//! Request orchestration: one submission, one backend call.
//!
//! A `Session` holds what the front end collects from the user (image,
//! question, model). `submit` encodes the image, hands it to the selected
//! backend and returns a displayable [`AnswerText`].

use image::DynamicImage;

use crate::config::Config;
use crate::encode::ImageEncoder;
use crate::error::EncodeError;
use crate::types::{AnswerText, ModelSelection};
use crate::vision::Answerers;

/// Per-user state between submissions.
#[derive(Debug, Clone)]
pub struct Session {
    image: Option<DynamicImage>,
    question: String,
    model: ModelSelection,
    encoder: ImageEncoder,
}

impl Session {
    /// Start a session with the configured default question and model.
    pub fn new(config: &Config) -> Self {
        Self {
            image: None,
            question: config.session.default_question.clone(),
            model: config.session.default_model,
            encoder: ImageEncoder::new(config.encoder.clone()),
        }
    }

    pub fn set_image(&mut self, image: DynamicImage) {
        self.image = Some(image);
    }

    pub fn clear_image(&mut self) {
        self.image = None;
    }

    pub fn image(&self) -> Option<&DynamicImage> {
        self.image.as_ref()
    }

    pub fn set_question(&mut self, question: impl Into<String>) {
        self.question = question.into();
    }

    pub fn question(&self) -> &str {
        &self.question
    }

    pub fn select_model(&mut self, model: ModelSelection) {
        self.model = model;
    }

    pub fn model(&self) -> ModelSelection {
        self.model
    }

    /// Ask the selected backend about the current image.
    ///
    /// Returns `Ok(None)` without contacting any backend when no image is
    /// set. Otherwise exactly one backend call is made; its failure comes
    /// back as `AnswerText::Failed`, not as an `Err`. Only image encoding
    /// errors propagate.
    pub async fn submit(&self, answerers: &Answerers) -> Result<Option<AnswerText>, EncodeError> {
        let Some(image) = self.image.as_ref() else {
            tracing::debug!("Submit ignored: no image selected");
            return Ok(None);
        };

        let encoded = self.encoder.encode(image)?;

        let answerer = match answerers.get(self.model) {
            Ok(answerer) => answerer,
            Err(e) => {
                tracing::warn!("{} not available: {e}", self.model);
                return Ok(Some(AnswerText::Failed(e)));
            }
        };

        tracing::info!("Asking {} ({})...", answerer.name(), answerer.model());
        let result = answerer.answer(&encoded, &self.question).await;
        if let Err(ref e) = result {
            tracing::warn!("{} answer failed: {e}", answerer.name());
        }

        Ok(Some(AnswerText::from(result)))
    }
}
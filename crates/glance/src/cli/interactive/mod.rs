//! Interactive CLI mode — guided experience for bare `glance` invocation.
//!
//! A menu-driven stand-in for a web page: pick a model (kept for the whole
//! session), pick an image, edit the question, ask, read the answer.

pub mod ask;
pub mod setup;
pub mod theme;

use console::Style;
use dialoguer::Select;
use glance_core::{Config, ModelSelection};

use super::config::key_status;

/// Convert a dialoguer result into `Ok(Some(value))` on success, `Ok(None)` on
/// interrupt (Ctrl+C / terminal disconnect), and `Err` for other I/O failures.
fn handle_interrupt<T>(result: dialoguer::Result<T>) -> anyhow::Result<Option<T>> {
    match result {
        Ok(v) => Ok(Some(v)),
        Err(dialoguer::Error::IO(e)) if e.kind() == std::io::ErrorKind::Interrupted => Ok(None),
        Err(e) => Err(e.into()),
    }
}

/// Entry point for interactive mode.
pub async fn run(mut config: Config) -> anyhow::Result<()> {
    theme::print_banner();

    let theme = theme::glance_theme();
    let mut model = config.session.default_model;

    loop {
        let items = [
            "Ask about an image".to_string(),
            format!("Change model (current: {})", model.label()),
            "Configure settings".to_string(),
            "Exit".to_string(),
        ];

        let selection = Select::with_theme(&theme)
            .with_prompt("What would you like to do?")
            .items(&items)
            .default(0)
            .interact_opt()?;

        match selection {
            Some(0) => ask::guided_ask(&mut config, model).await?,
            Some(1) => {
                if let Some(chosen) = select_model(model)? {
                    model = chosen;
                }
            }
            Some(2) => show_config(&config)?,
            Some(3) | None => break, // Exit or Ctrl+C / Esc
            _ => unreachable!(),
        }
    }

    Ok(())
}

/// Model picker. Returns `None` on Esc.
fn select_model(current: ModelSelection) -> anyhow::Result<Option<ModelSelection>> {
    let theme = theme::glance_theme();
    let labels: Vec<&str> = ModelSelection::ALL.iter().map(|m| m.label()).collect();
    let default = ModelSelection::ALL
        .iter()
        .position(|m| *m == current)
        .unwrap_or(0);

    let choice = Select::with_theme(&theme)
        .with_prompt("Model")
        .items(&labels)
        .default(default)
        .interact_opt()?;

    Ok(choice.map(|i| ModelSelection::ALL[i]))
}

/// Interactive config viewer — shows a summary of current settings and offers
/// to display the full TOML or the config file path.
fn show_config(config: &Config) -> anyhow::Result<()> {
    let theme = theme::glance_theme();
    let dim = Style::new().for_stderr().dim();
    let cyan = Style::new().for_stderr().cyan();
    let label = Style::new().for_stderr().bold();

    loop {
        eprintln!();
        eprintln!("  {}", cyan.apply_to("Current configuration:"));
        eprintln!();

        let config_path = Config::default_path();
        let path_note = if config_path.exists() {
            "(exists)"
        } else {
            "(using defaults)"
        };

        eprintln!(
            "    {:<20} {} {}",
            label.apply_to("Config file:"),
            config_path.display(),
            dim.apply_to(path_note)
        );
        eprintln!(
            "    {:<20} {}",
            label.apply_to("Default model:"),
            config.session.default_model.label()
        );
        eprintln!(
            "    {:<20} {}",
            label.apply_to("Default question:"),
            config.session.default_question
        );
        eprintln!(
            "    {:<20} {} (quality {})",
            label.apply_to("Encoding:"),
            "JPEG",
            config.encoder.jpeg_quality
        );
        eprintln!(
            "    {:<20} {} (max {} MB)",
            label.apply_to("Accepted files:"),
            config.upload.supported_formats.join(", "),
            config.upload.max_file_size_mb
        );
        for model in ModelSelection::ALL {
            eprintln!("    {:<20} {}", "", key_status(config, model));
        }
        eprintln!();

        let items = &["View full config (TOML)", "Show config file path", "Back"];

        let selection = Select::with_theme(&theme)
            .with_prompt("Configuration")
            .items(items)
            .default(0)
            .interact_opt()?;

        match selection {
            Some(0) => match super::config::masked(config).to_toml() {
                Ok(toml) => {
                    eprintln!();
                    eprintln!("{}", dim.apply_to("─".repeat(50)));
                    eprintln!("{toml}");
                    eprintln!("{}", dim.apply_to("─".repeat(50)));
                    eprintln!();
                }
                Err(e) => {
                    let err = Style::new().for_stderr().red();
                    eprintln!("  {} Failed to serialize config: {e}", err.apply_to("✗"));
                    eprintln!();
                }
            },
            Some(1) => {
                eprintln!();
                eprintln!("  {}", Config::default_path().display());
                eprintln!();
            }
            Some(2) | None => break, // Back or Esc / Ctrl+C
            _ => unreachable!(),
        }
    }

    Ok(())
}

**What the task asks**
Please reproduce the entire listing. Keep it identical.

**The completed task**
//! Request orchestration: one submission, one backend call.
//!
//! A `Session` holds what the front end collects from the user (image,
//! question, model). `submit` encodes the image, hands it to the selected
//! backend and returns a displayable [`AnswerText`].

use image::DynamicImage;

use crate::config::Config;
use crate::encode::ImageEncoder;
use crate::error::EncodeError;
use crate::types::{AnswerText, ModelSelection};
use crate::vision::Answerers;

/// Per-user state between submissions.
#[derive(Debug, Clone)]
pub struct Session {
    image: Option<DynamicImage>,
    question: String,
    model: ModelSelection,
    encoder: ImageEncoder,
}

impl Session {
    /// Start a session with the configured default question and model.
    pub fn new(config: &Config) -> Self {
        Self {
            image: None,
            question: config.session.default_question.clone(),
            model: config.session.default_model,
            encoder: ImageEncoder::new(config.encoder.clone()),
        }
    }

    pub fn set_image(&mut self, image: DynamicImage) {
        self.image = Some(image);
    }

    pub fn clear_image(&mut self) {
        self.image = None;
    }

    pub fn image(&self) -> Option<&DynamicImage> {
        self.image.as_ref()
    }

    pub fn set_question(&mut self, question: impl Into<String>) {
        self.question = question.into();
    }

    pub fn question(&self) -> &str {
        &self.question
    }

    pub fn select_model(&mut self, model: ModelSelection) {
        self.model = model;
    }

    pub fn model(&self) -> ModelSelection {
        self.model
    }

    /// Ask the selected backend about the current image.
    ///
    /// Returns `Ok(None)` without contacting any backend when no image is
    /// set. Otherwise exactly one backend call is made; its failure comes
    /// back as `AnswerText::Failed`, not as an `Err`. Only image encoding
    /// errors propagate.
    pub async fn submit(&self, answerers: &Answerers) -> Result<Option<AnswerText>, EncodeError> {
        let Some(image) = self.image.as_ref() else {
            tracing::debug!("Submit ignored: no image selected");
            return Ok(None);
        };

        let encoded = self.encoder.encode(image)?;

        let answerer = match answerers.get(self.model) {
            Ok(answerer) => answerer,
            Err(e) => {
                tracing::warn!("{} not available: {e}", self.model);
                return Ok(Some(AnswerText::Failed(e)));
            }
        };

        tracing::info!("Asking {} ({})...", answerer.name(), answerer.model());
        let result = answerer.answer(&encoded, &self.question).await;
        if let Err(ref e) = result {
            tracing::warn!("{} answer failed: {e}", answerer.name());
        }

        Ok(Some(AnswerText::from(result)))
    }
}
filename crates/glance/src/cli/interactive/mod.rs
//! Interactive CLI mode — guided experience for bare `glance` invocation.
//!
//! A menu-driven stand-in for a web page: pick a model (kept for the whole
//! session), pick an image, edit the question, ask, read the answer.

pub mod ask;
pub mod setup;
pub mod theme;

use console::Style;
use dialoguer::Select;
use glance_core::{Config, ModelSelection};

use super::config::key_status;

/// Convert a dialoguer result into `Ok(Some(value))` on success, `Ok(None)` on
/// interrupt (Ctrl+C / terminal disconnect), and `Err` for other I/O failures.
fn handle_interrupt<T>(result: dialoguer::Result<T>) -> anyhow::Result<Option<T>> {
    match result {
        Ok(v) => Ok(Some(v)),
        Err(dialoguer::Error::IO(e)) if e.kind() == std::io::ErrorKind::Interrupted => Ok(None),
        Err(e) => Err(e.into()),
    }
}

/// Entry point for interactive mode.
pub async fn run(mut config: Config) -> anyhow::Result<()> {
    theme::print_banner();

    let theme = theme::glance_theme();
    let mut model = config.session.default_model;

    loop {
        let items = [
            "Ask about an image".to_string(),
            format!("Change model (current: {})", model.label()),
            "Configure settings".to_string(),
            "Exit".to_string(),
        ];

        let selection = Select::with_theme(&theme)
            .with_prompt("What would you like to do?")
            .items(&items)
            .default(0)
            .interact_opt()?;

        match selection {
            Some(0) => ask::guided_ask(&mut config, model).await?,
            Some(1) => {
                if let Some(chosen) = select_model(model)? {
                    model = chosen;
                }
            }
            Some(2) => show_config(&config)?,
            Some(3) | None => break, // Exit or Ctrl+C / Esc
            _ => unreachable!(),
        }
    }

    Ok(())
}

/// Model picker. Returns `None` on Esc.
fn select_model(current: ModelSelection) -> anyhow::Result<Option<ModelSelection>> {
    let theme = theme::glance_theme();
    let labels: Vec<&str> = ModelSelection::ALL.iter().map(|m| m.label()).collect();
    let default = ModelSelection::ALL
        .iter()
        .position(|m| *m == current)
        .unwrap_or(0);

    let choice = Select::with_theme(&theme)
        .with_prompt("Model")
        .items(&labels)
        .default(default)
        .interact_opt()?;

    Ok(choice.map(|i| ModelSelection::ALL[i]))
}

/// Interactive config viewer — shows a summary of current settings and offers
/// to display the full TOML or the config file path.
fn show_config(config: &Config) -> anyhow::Result<()> {
    let theme = theme::glance_theme();
    let dim = Style::new().for_stderr().dim();
    let cyan = Style::new().for_stderr().cyan();
    let label = Style::new().for_stderr().bold();

    loop {
        eprintln!();
        eprintln!("  {}", cyan.apply_to("Current configuration:"));
        eprintln!();

        let config_path = Config::default_path();
        let path_note = if config_path.exists() {
            "(exists)"
        } else {
            "(using defaults)"
        };

        eprintln!(
            "    {:<20} {} {}",
            label.apply_to("Config file:"),
            config_path.display(),
            dim.apply_to(path_note)
        );
        eprintln!(
            "    {:<20} {}",
            label.apply_to("Default model:"),
            config.session.default_model.label()
        );
        eprintln!(
            "    {:<20} {}",
            label.apply_to("Default question:"),
            config.session.default_question
        );
        eprintln!(
            "    {:<20} {} (quality {})",
            label.apply_to("Encoding:"),
            "JPEG",
            config.encoder.jpeg_quality
        );
        eprintln!(
            "    {:<20} {} (max {} MB)",
            label.apply_to("Accepted files:"),
            config.upload.supported_formats.join(", "),
            config.upload.max_file_size_mb
        );
        for model in ModelSelection::ALL {
            eprintln!("    {:<20} {}", "", key_status(config, model));
        }
        eprintln!();

        let items = &["View full config (TOML)", "Show config file path", "Back"];

        let selection = Select::with_theme(&theme)
            .with_prompt("Configuration")
            .items(items)
            .default(0)
            .interact_opt()?;

        match selection {
            Some(0) => match super::config::masked(config).to_toml() {
                Ok(toml) => {
                    eprintln!();
                    eprintln!("{}", dim.apply_to("─".repeat(50)));
                    eprintln!("{toml}");
                    eprintln!("{}", dim.apply_to("─".repeat(50)));
                    eprintln!();
                }
                Err(e) => {
                    let err = Style::new().for_stderr().red();
                    eprintln!("  {} Failed to serialize config: {e}", err.apply_to("✗"));
                    eprintln!();
                }
            },
            Some(1) => {
                eprintln!();
                eprintln!("  {}", Config::default_path().display());
                eprintln!();
            }
            Some(2) | None => break, // Back or Esc / Ctrl+C
            _ => unreachable!(),
        }
    }

    Ok(())
}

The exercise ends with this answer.